Royal Navy sailors have delivered COVID vaccines to the remote Pitcairn Islands and even carried out some dental checks on locals.

The tiny islands in the middle of the South Pacific are home to only about 50 people and are one of Britain's most isolated Overseas Territories. 

Sailors from patrol ship HMS Spey provided enough jabs to offer a booster to every eligible person on the islands - most of whom are double vaccinated.

Alasdair Hamilton, Deputy Governor to the Pitcairn Islands, said the delivery of the jabs is an "important milestone in Pitcairn beginning to open up to the rest of the world".

As British soil, the Pitcairn Islands come under the tutelage and support of the UK Government which includes healthcare.

Spey's dental officer, Surgeon Lieutenant Karolyn John, joined dental nurse Michaela Davies ashore, providing advice on oral care and taking a look at islanders' teeth.

"Some of the islanders have not seen a dentist or undergone any dental care in about four years," she said.

"As it’s a British Overseas Territory, we have a duty to the islands. For me, it’s a unique opportunity, something I don’t think many dentists receive."

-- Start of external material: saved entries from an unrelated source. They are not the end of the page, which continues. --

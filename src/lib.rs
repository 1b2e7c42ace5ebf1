//! Run orchestration for the mov2wav conform pipeline.
//!
//! [`orchestrator::Orchestrator`] owns the lifecycle of one conversion run. It drives a
//! [`pipeline::ConversionPipeline`] and folds the per-file events into a result table and an
//! append-only log. The `mov2wav` binary is a thin CLI on top.

pub mod cli;
pub mod error;
pub mod logging;
pub mod model;
pub mod orchestrator;
pub mod pipeline;
pub mod settings;
pub mod storage;
mod text_summary;
use anyhow::Result;
use clap::Parser;
use mov2wav::{cli, logging};

#[tokio::main]
async fn main() -> Result<()> {
    let args = cli::Cli::parse();
    logging::init_tracing(args.verbose);

    let code = cli::run(args).await?;
    if code != 0 {
        std::process::exit(code);
    }
    Ok(())
}
//! strip-tiler - slice tall strip images into page-height tiles.
//!
//! This binary parses the command line, sets up logging and runs one of the
//! `split`, `tile` or `download` commands.

use std::process::ExitCode;

use clap::Parser;
use serde::Serialize;
use tracing::{error, info, warn};
use tracing_subscriber::{layer::SubscriberExt, util::SubscriberInitExt};

use strip_tiler::{
    config::{Cli, Command, DownloadConfig, SplitConfig, TileConfig},
    BatchProcessor, DownloadPipeline, HttpImageFetcher, ManifestSource, NamingContext,
};

#[tokio::main]
async fn main() -> ExitCode {
    let cli = Cli::parse();

    match cli.into_command() {
        Command::Split(config) => run_split(config),
        Command::Tile(config) => run_tile(config),
        Command::Download(config) => run_download(config).await,
    }
}

// =============================================================================
// Split Command
// =============================================================================

fn run_split(config: SplitConfig) -> ExitCode {
    init_logging(config.verbose);

    if let Err(e) = config.validate() {
        error!("Configuration error: {}", e);
        return ExitCode::FAILURE;
    }

    info!("Input: {}", config.input.display());
    info!("Output: {}", config.output.display());
    info!(
        "Piece height: {}px, format: {:?}",
        config.tiling.piece_height, config.tiling.format
    );

    let (tiler, layout) = match config.tiling.build() {
        Ok(built) => built,
        Err(e) => {
            error!("Configuration error: {}", e);
            return ExitCode::FAILURE;
        }
    };

    let processor = BatchProcessor::new(tiler)
        .with_layout(layout)
        .with_separator(&config.tiling.title_separator);

    match processor.process_tree(&config.input, &config.output) {
        Ok(report) => {
            if !report.chapters_failed.is_empty() {
                warn!("{} chapter(s) failed", report.chapters_failed.len());
            }
            if config.json {
                print_json(&report);
            }
            if report.chapters_failed.is_empty() {
                ExitCode::SUCCESS
            } else {
                ExitCode::FAILURE
            }
        }
        Err(e) => {
            error!("{}", e);
            ExitCode::FAILURE
        }
    }
}

// =============================================================================
// Tile Command
// =============================================================================

fn run_tile(config: TileConfig) -> ExitCode {
    init_logging(config.verbose);

    if let Err(e) = config.validate() {
        error!("Configuration error: {}", e);
        return ExitCode::FAILURE;
    }

    let result = config.tiling.build().and_then(|(tiler, layout)| {
        let context = NamingContext::new(&config.title, &config.chapter)
            .with_separator(&config.tiling.title_separator);
        let output_dir = layout.chapter_path(&config.output, &context);
        tiler.tile_file(&config.image, &output_dir, &context, config.start)
    });

    match result {
        Ok(outcome) => {
            for tile in &outcome.tiles {
                info!("Saved: {}", tile.path.display());
            }
            // Next start index, for threading through shell scripts
            println!("{}", outcome.next_index);
            ExitCode::SUCCESS
        }
        Err(e) => {
            error!("Failed to tile {}: {}", config.image.display(), e);
            ExitCode::FAILURE
        }
    }
}

// =============================================================================
// Download Command
// =============================================================================

async fn run_download(config: DownloadConfig) -> ExitCode {
    init_logging(config.verbose);

    if let Err(e) = config.validate() {
        error!("Configuration error: {}", e);
        return ExitCode::FAILURE;
    }

    let source = match ManifestSource::from_path(&config.manifest).await {
        Ok(source) => source,
        Err(e) => {
            error!("Failed to load manifest: {}", e);
            return ExitCode::FAILURE;
        }
    };
    let series = source.manifest().title.clone();

    let fetcher = match HttpImageFetcher::with_config(config.fetcher_config()) {
        Ok(fetcher) => fetcher,
        Err(e) => {
            error!("Failed to create HTTP client: {}", e);
            return ExitCode::FAILURE;
        }
    };

    let (tiler, layout) = match config.tiling.build() {
        Ok(built) => built,
        Err(e) => {
            error!("Configuration error: {}", e);
            return ExitCode::FAILURE;
        }
    };

    let pipeline = DownloadPipeline::new(source, fetcher, tiler)
        .with_layout(layout)
        .with_separator(&config.tiling.title_separator)
        .with_range(config.range());

    match pipeline.run(&series, &config.output).await {
        Ok(report) => {
            if !report.chapters_skipped.is_empty() {
                warn!("{} chapter(s) skipped", report.chapters_skipped.len());
            }
            if config.json {
                print_json(&report);
            }
            ExitCode::SUCCESS
        }
        Err(e) => {
            error!("{}", e);
            ExitCode::FAILURE
        }
    }
}

// =============================================================================
// Helpers
// =============================================================================

/// Initialize the tracing/logging subsystem.
fn init_logging(verbose: bool) {
    let env_filter = if verbose {
        "strip_tiler=debug"
    } else {
        "strip_tiler=info"
    };

    tracing_subscriber::registry()
        .with(
            tracing_subscriber::EnvFilter::try_from_default_env()
                .unwrap_or_else(|_| env_filter.into()),
        )
        .with(tracing_subscriber::fmt::layer().with_writer(std::io::stderr))
        .init();
}

fn print_json<T: Serialize>(report: &T) {
    match serde_json::to_string_pretty(report) {
        Ok(json) => println!("{}", json),
        Err(e) => error!("Failed to serialize report: {}", e),
    }
}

Spey visited all four islands in the Pitcairn chain – Henderson, Ducie, Oneo and Pitcairn itself.

Only Pitcairn is inhabited, home to descendants of the crew of the 18th-century Navy ship HMS Bounty.

HMS Spey's sailors met with members of the community and gave tours of the vessel.

The Batch 2 River-class ship also conducted patrols in the waters around the islands to deter and defend against illegal fishing.

HMS Spey set sail for the Indo-Pacific in September last year on a five-year deployment patrolling the area and bolstering the UK's presence there, along with sister ship HMS Tamar.

In January, HMS Spey delivered aid to Tonga after the islands were hit by a devastating Tsunami.